Lonjakan kasus itu berkaitan erat dengan pola makan tinggi garam, kebiasaan duduk terlalu lama, serta minimnya aktivitas fisik. Dokter Sally mengamati, perubahan lingkungan sosial dan digital mempercepat risiko hipertensi di usia muda.
Lebih lanjut, ia menegaskan tekanan darah tinggi yang muncul sejak remaja dapat memicu komplikasi serius. Kerusakan organ vital seperti ginjal, jantung, dan pembuluh darah terjadi tanpa gejala awal yang jelas.
“Intervensi dini diperlukan agar tidak menjadi hipertensi kronik dan menyebabkan kerusakan lapisan pembuluh darah yang terjadi kronik dapat berujung menjadi komplikasi stroke atau serangan jantung,” ujar Sally, seperti dikutip Antara.
Sekolah jadi garda depan
Menurut dia, sekolah harus menjadi garda depan dalam deteksi dini. Pemeriksaan tekanan darah secara berkala di lingkungan pendidikan mampu mengidentifikasi potensi gangguan sejak dini dan mencegah kerusakan jangka panjang.
Langkah ini juga sejalan dengan upaya meningkatkan literasi kesehatan di kalangan pelajar. Sally menyebut penyuluhan tentang gaya hidup sehat seharusnya masuk dalam kurikulum kesehatan dasar.

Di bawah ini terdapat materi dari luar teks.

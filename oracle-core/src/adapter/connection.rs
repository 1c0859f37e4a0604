//! Connection lifecycle state machine, adapted from the teacher's
//! `services/adapters/src/input/connection.rs`. Generalized from `InstrumentId`
//! tracking to plain symbol strings, and from the teacher's five-state machine to
//! the oracle's six states including the terminal `FailedPermanent` (spec §4.1).

use std::collections::HashSet;
use std::sync::atomic::{AtomicI64, AtomicU32, Ordering};
use std::sync::Arc;
use std::time::Duration;

use tokio::sync::RwLock;

use crate::circuit_breaker::{CircuitBreaker, CircuitBreakerConfig};
use crate::config::ConnectionDefaults;
use crate::error::{OracleError, Result};
use crate::types::now_ms;

#[derive(Debug, Clone, Copy, PartialEq, Eq)]
pub enum ConnectionState {
    Idle,
    Connecting,
    Connected,
    /// REST-only fallback; streaming disabled (spec §4.1 "Degraded (REST-only)").
    Degraded,
    Closed,
    /// Terminal: max retries exceeded with a non-retryable classification.
    FailedPermanent,
}

#[derive(Debug, Clone, Copy, PartialEq, Eq)]
pub enum DisconnectReason {
    NetworkError,
    AuthenticationFailed,
    PongTimeout,
    AbnormalClose,
    VenueSpecific(u16),
    GracefulShutdown,
}

impl DisconnectReason {
    /// Close-code policy from spec §4.1.
    pub fn from_close_code(code: u16) -> Self {
        match code {
            1000 => DisconnectReason::GracefulShutdown,
            1001 => DisconnectReason::PongTimeout,
            1006 => DisconnectReason::AbnormalClose,
            other => DisconnectReason::VenueSpecific(other),
        }
    }

    /// Minimum backoff floor mandated by the close-code policy (spec §4.1: 1006 gets
    /// "a longer delay, at least 2x nominal, floor 5s").
    pub fn min_backoff(&self, nominal: Duration) -> Duration {
        match self {
            DisconnectReason::AbnormalClose => (nominal * 2).max(Duration::from_secs(5)),
            _ => nominal,
        }
    }
}

/// Applies +/-10% jitter to a backoff duration using `rand`, the same anti-thundering-
/// herd technique the teacher's own retry helpers use around reconnect delays.
fn jitter(base: Duration) -> Duration {
    use rand::Rng;
    let factor = rand::thread_rng().gen_range(0.9..=1.1);
    Duration::from_millis((base.as_millis() as f64 * factor) as u64)
}

/// Shared connection bookkeeping: state, backoff counter, circuit breaker, and the
/// subscribed-symbol set (spec §5: "mutated only from within that adapter's task").
pub struct ConnectionManager {
    pub adapter_name: String,
    defaults: ConnectionDefaults,
    state: RwLock<ConnectionState>,
    circuit_breaker: CircuitBreaker,
    reconnect_count: AtomicU32,
    backoff_multiplier: AtomicU32,
    last_message_time_ms: AtomicI64,
    subscribed: RwLock<HashSet<String>>,
    shutting_down: std::sync::atomic::AtomicBool,
}

impl ConnectionManager {
    pub fn new(adapter_name: impl Into<String>, defaults: ConnectionDefaults) -> Self {
        Self {
            adapter_name: adapter_name.into(),
            defaults,
            state: RwLock::new(ConnectionState::Idle),
            circuit_breaker: CircuitBreaker::new("connection", CircuitBreakerConfig::default()),
            reconnect_count: AtomicU32::new(0),
            backoff_multiplier: AtomicU32::new(0),
            last_message_time_ms: AtomicI64::new(0),
            subscribed: RwLock::new(HashSet::new()),
            shutting_down: std::sync::atomic::AtomicBool::new(false),
        }
    }

    pub async fn state(&self) -> ConnectionState {
        *self.state.read().await
    }

    pub async fn set_state(&self, new_state: ConnectionState) {
        let mut guard = self.state.write().await;
        tracing::debug!(adapter = %self.adapter_name, from = ?*guard, to = ?new_state, "connection state transition");
        *guard = new_state;
    }

    pub async fn is_connected(&self) -> bool {
        matches!(self.state().await, ConnectionState::Connected)
    }

    pub fn mark_message_received(&self) {
        self.last_message_time_ms.store(now_ms(), Ordering::Relaxed);
    }

    pub fn last_message_time(&self) -> i64 {
        self.last_message_time_ms.load(Ordering::Relaxed)
    }

    /// Exponential backoff per spec §4.1: initial 1s, capped, multiplier doubling,
    /// floor adjusted by the disconnect reason's close-code policy. A small random
    /// jitter (+/-10%) is layered on top so that many adapters reconnecting from the
    /// same transient outage don't all retry in lockstep.
    pub fn calculate_backoff(&self, reason: DisconnectReason) -> Duration {
        let multiplier = self.backoff_multiplier.load(Ordering::Relaxed).min(8);
        let base_ms = self.defaults.initial_backoff_ms.saturating_mul(1u64 << multiplier);
        let capped = base_ms.min(self.defaults.max_backoff_ms);
        let jittered = jitter(Duration::from_millis(capped)).min(Duration::from_millis(self.defaults.max_backoff_ms));
        reason.min_backoff(jittered)
    }

    pub fn record_reconnect_attempt(&self) -> u32 {
        self.backoff_multiplier.fetch_add(1, Ordering::Relaxed);
        self.reconnect_count.fetch_add(1, Ordering::Relaxed) + 1
    }

    pub fn reset_backoff(&self) {
        self.backoff_multiplier.store(0, Ordering::Relaxed);
        self.reconnect_count.store(0, Ordering::Relaxed);
    }

    pub fn reconnect_attempts(&self) -> u32 {
        self.reconnect_count.load(Ordering::Relaxed)
    }

    pub fn max_retries(&self) -> u32 {
        self.defaults.max_retries
    }

    pub fn connect_timeout(&self) -> Duration {
        self.defaults.connect_timeout
    }

    pub fn circuit_breaker(&self) -> &CircuitBreaker {
        &self.circuit_breaker
    }

    pub fn begin_shutdown(&self) {
        self.shutting_down.store(true, Ordering::SeqCst);
    }

    pub fn is_shutting_down(&self) -> bool {
        self.shutting_down.load(Ordering::SeqCst)
    }

    pub async fn track_symbol(&self, symbol: &str) {
        self.subscribed.write().await.insert(symbol.to_string());
    }

    pub async fn untrack_symbol(&self, symbol: &str) {
        self.subscribed.write().await.remove(symbol);
    }

    pub async fn tracked_symbols(&self) -> HashSet<String> {
        self.subscribed.read().await.clone()
    }

    /// Decide the next lifecycle step after a disconnection, per spec §4.1: graceful
    /// shutdown never reconnects; otherwise schedule backoff unless retries are
    /// exhausted, in which case fall back to Degraded rather than hard-failing.
    pub fn next_after_disconnect(&self, reason: DisconnectReason) -> Result<ConnectionState> {
        if reason == DisconnectReason::GracefulShutdown || self.is_shutting_down() {
            return Ok(ConnectionState::Closed);
        }
        let attempts = self.record_reconnect_attempt();
        if attempts > self.defaults.max_retries {
            return Ok(ConnectionState::Degraded);
        }
        if reason == DisconnectReason::AuthenticationFailed {
            return Err(OracleError::AuthenticationFailed {
                adapter: self.adapter_name.clone(),
            });
        }
        Ok(ConnectionState::Connecting)
    }
}

#[cfg(test)]
mod tests {
    use super::*;

    fn manager() -> ConnectionManager {
        ConnectionManager::new("test-venue", ConnectionDefaults::default())
    }

    #[tokio::test]
    async fn starts_idle_and_transitions() {
        let m = manager();
        assert_eq!(m.state().await, ConnectionState::Idle);
        m.set_state(ConnectionState::Connecting).await;
        assert_eq!(m.state().await, ConnectionState::Connecting);
        m.set_state(ConnectionState::Connected).await;
        assert!(m.is_connected().await);
    }

    #[test]
    fn backoff_doubles_and_caps() {
        let m = manager();
        let first = m.calculate_backoff(DisconnectReason::NetworkError);
        m.record_reconnect_attempt();
        let second = m.calculate_backoff(DisconnectReason::NetworkError);
        assert!(second >= first);
        for _ in 0..20 {
            m.record_reconnect_attempt();
        }
        let capped = m.calculate_backoff(DisconnectReason::NetworkError);
        assert!(capped.as_millis() as u64 <= m.defaults.max_backoff_ms);
    }

    #[test]
    fn abnormal_close_gets_backoff_floor() {
        let m = manager();
        let backoff = m.calculate_backoff(DisconnectReason::AbnormalClose);
        assert!(backoff >= Duration::from_secs(5));
    }

    #[test]
    fn graceful_shutdown_never_reconnects() {
        let m = manager();
        let next = m.next_after_disconnect(DisconnectReason::GracefulShutdown).unwrap();
        assert_eq!(next, ConnectionState::Closed);
    }

    #[test]
    fn exhausted_retries_falls_back_to_degraded_not_failure() {
        let m = manager();
        for _ in 0..m.max_retries() {
            let _ = m.next_after_disconnect(DisconnectReason::NetworkError);
        }
        let next = m.next_after_disconnect(DisconnectReason::NetworkError).unwrap();
        assert_eq!(next, ConnectionState::Degraded);
    }

    #[test]
    fn jitter_stays_within_ten_percent() {
        let base = Duration::from_millis(1000);
        for _ in 0..100 {
            let jittered = jitter(base);
            assert!(jittered.as_millis() >= 890 && jittered.as_millis() <= 1110);
        }
    }

    #[tokio::test]
    async fn symbol_tracking_round_trips() {
        let m = manager();
        m.track_symbol("BTCUSDT").await;
        assert!(m.tracked_symbols().await.contains("BTCUSDT"));
        m.untrack_symbol("BTCUSDT").await;
        assert!(!m.tracked_symbols().await.contains("BTCUSDT"));
    }
}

“Sekolah bisa mengadakan pemeriksaan kesehatan secara berkala untuk mendeteksi dini munculnya gangguan kesehatan pada siswa,” ujarnya menekankan.
Selain itu, ia merekomendasikan pembatasan penggunaan gawai di kalangan anak dan remaja. Aktivitas pasif berjam-jam memperburuk metabolisme dan meningkatkan risiko obesitas, salah satu pemicu utama hipertensi.
Dokter Sally menjelaskan, mayoritas pasien muda yang ia tangani memiliki pola hidup serupa. Pola makan tinggi garam, kurang tidur, dan stres akademik menjadi kombinasi berbahaya yang mempercepat kerusakan pembuluh darah.
Lebih jauh, ia mencatat hipertensi kronik pada remaja meningkatkan risiko gagal ginjal hingga 1,8 kali lipat dibanding populasi normal. Risiko stroke dan serangan jantung juga meningkat drastis bila tidak ditangani secara sistemik.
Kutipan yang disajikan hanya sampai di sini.